_Problem statement_: What you return must match the records word for word.

(Input data)

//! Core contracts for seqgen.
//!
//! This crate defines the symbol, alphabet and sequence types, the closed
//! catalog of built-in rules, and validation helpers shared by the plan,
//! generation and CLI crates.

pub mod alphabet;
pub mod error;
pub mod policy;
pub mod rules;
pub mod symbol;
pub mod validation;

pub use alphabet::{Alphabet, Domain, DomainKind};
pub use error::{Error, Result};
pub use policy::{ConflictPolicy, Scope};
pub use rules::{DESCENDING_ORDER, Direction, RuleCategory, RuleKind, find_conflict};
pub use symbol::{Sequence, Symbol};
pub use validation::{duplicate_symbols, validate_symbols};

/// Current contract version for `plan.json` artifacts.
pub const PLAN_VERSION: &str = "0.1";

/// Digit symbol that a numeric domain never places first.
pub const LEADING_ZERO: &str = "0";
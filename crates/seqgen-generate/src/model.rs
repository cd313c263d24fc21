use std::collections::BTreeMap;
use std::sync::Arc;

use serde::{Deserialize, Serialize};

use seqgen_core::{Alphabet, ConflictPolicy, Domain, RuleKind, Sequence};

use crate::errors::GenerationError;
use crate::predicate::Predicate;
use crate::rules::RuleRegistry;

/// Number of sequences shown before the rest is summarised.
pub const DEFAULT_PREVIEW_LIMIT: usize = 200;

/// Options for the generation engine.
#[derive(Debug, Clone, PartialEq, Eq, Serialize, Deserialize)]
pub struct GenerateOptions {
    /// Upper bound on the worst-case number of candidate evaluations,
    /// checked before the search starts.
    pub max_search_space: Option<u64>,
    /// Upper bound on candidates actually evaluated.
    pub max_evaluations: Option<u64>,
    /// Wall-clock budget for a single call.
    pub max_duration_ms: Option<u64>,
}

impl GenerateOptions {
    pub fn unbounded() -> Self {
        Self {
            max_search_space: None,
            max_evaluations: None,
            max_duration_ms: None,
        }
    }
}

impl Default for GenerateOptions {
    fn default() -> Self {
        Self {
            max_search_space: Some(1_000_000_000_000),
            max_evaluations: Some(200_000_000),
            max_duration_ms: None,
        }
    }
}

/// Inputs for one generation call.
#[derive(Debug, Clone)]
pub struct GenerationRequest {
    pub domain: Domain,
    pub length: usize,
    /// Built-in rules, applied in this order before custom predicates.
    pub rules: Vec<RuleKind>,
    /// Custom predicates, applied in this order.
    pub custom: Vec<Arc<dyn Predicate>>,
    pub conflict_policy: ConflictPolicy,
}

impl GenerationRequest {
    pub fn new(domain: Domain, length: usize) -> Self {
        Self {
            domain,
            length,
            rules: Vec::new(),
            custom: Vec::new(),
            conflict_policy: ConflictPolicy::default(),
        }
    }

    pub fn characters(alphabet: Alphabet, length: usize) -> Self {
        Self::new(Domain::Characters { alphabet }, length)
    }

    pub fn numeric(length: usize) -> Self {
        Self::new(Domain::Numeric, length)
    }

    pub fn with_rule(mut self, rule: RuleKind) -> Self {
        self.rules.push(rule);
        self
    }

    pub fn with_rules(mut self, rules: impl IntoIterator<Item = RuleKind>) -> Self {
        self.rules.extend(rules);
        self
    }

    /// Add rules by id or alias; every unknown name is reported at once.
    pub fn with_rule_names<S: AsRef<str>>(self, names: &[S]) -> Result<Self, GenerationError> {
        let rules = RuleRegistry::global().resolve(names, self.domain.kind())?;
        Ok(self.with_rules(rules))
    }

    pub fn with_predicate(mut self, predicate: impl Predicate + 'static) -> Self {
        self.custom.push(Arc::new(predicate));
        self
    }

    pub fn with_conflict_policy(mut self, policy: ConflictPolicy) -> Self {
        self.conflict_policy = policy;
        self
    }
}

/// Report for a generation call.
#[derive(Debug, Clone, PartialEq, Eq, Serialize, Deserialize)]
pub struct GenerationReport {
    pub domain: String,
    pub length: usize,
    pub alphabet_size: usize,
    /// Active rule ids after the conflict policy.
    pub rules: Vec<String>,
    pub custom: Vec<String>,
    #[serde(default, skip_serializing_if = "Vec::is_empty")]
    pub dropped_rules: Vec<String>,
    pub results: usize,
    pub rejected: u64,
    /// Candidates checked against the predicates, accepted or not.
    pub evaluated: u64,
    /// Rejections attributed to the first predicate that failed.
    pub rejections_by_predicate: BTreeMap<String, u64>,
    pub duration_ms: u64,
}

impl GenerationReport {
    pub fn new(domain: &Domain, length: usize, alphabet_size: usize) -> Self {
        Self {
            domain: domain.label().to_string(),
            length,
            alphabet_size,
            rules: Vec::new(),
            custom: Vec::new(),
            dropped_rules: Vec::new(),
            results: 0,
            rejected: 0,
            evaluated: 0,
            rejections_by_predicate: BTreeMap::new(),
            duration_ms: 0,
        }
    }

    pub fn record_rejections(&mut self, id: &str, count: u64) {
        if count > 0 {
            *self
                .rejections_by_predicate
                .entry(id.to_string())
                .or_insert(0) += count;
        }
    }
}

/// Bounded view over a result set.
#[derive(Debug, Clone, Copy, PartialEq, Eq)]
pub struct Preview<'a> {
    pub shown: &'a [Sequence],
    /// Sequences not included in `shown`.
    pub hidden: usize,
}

(End Input data)

_Solved problem_:
//! Core contracts for seqgen.
//!
//! This crate defines the symbol, alphabet and sequence types, the closed
//! catalog of built-in rules, and validation helpers shared by the plan,
//! generation and CLI crates.

pub mod alphabet;
pub mod error;
pub mod policy;
pub mod rules;
pub mod symbol;
pub mod validation;

pub use alphabet::{Alphabet, Domain, DomainKind};
pub use error::{Error, Result};
pub use policy::{ConflictPolicy, Scope};
pub use rules::{DESCENDING_ORDER, Direction, RuleCategory, RuleKind, find_conflict};
pub use symbol::{Sequence, Symbol};
pub use validation::{duplicate_symbols, validate_symbols};

/// Current contract version for `plan.json` artifacts.
pub const PLAN_VERSION: &str = "0.1";

/// Digit symbol that a numeric domain never places first.
pub const LEADING_ZERO: &str = "0";
filename crates/seqgen-generate/src/model.rs
repository cd313c263d24fc21
use std::collections::BTreeMap;
use std::sync::Arc;

use serde::{Deserialize, Serialize};

use seqgen_core::{Alphabet, ConflictPolicy, Domain, RuleKind, Sequence};

use crate::errors::GenerationError;
use crate::predicate::Predicate;
use crate::rules::RuleRegistry;

/// Number of sequences shown before the rest is summarised.
pub const DEFAULT_PREVIEW_LIMIT: usize = 200;

/// Options for the generation engine.
#[derive(Debug, Clone, PartialEq, Eq, Serialize, Deserialize)]
pub struct GenerateOptions {
    /// Upper bound on the worst-case number of candidate evaluations,
    /// checked before the search starts.
    pub max_search_space: Option<u64>,
    /// Upper bound on candidates actually evaluated.
    pub max_evaluations: Option<u64>,
    /// Wall-clock budget for a single call.
    pub max_duration_ms: Option<u64>,
}

impl GenerateOptions {
    pub fn unbounded() -> Self {
        Self {
            max_search_space: None,
            max_evaluations: None,
            max_duration_ms: None,
        }
    }
}

impl Default for GenerateOptions {
    fn default() -> Self {
        Self {
            max_search_space: Some(1_000_000_000_000),
            max_evaluations: Some(200_000_000),
            max_duration_ms: None,
        }
    }
}

/// Inputs for one generation call.
#[derive(Debug, Clone)]
pub struct GenerationRequest {
    pub domain: Domain,
    pub length: usize,
    /// Built-in rules, applied in this order before custom predicates.
    pub rules: Vec<RuleKind>,
    /// Custom predicates, applied in this order.
    pub custom: Vec<Arc<dyn Predicate>>,
    pub conflict_policy: ConflictPolicy,
}

impl GenerationRequest {
    pub fn new(domain: Domain, length: usize) -> Self {
        Self {
            domain,
            length,
            rules: Vec::new(),
            custom: Vec::new(),
            conflict_policy: ConflictPolicy::default(),
        }
    }

    pub fn characters(alphabet: Alphabet, length: usize) -> Self {
        Self::new(Domain::Characters { alphabet }, length)
    }

    pub fn numeric(length: usize) -> Self {
        Self::new(Domain::Numeric, length)
    }

    pub fn with_rule(mut self, rule: RuleKind) -> Self {
        self.rules.push(rule);
        self
    }

    pub fn with_rules(mut self, rules: impl IntoIterator<Item = RuleKind>) -> Self {
        self.rules.extend(rules);
        self
    }

    /// Add rules by id or alias; every unknown name is reported at once.
    pub fn with_rule_names<S: AsRef<str>>(self, names: &[S]) -> Result<Self, GenerationError> {
        let rules = RuleRegistry::global().resolve(names, self.domain.kind())?;
        Ok(self.with_rules(rules))
    }

    pub fn with_predicate(mut self, predicate: impl Predicate + 'static) -> Self {
        self.custom.push(Arc::new(predicate));
        self
    }

    pub fn with_conflict_policy(mut self, policy: ConflictPolicy) -> Self {
        self.conflict_policy = policy;
        self
    }
}

/// Report for a generation call.
#[derive(Debug, Clone, PartialEq, Eq, Serialize, Deserialize)]
pub struct GenerationReport {
    pub domain: String,
    pub length: usize,
    pub alphabet_size: usize,
    /// Active rule ids after the conflict policy.
    pub rules: Vec<String>,
    pub custom: Vec<String>,
    #[serde(default, skip_serializing_if = "Vec::is_empty")]
    pub dropped_rules: Vec<String>,
    pub results: usize,
    pub rejected: u64,
    /// Candidates checked against the predicates, accepted or not.
    pub evaluated: u64,
    /// Rejections attributed to the first predicate that failed.
    pub rejections_by_predicate: BTreeMap<String, u64>,
    pub duration_ms: u64,
}

impl GenerationReport {
    pub fn new(domain: &Domain, length: usize, alphabet_size: usize) -> Self {
        Self {
            domain: domain.label().to_string(),
            length,
            alphabet_size,
            rules: Vec::new(),
            custom: Vec::new(),
            dropped_rules: Vec::new(),
            results: 0,
            rejected: 0,
            evaluated: 0,
            rejections_by_predicate: BTreeMap::new(),
            duration_ms: 0,
        }
    }

    pub fn record_rejections(&mut self, id: &str, count: u64) {
        if count > 0 {
            *self
                .rejections_by_predicate
                .entry(id.to_string())
                .or_insert(0) += count;
        }
    }
}

/// Bounded view over a result set.
#[derive(Debug, Clone, Copy, PartialEq, Eq)]
pub struct Preview<'a> {
    pub shown: &'a [Sequence],
    /// Sequences not included in `shown`.
    pub hidden: usize,
}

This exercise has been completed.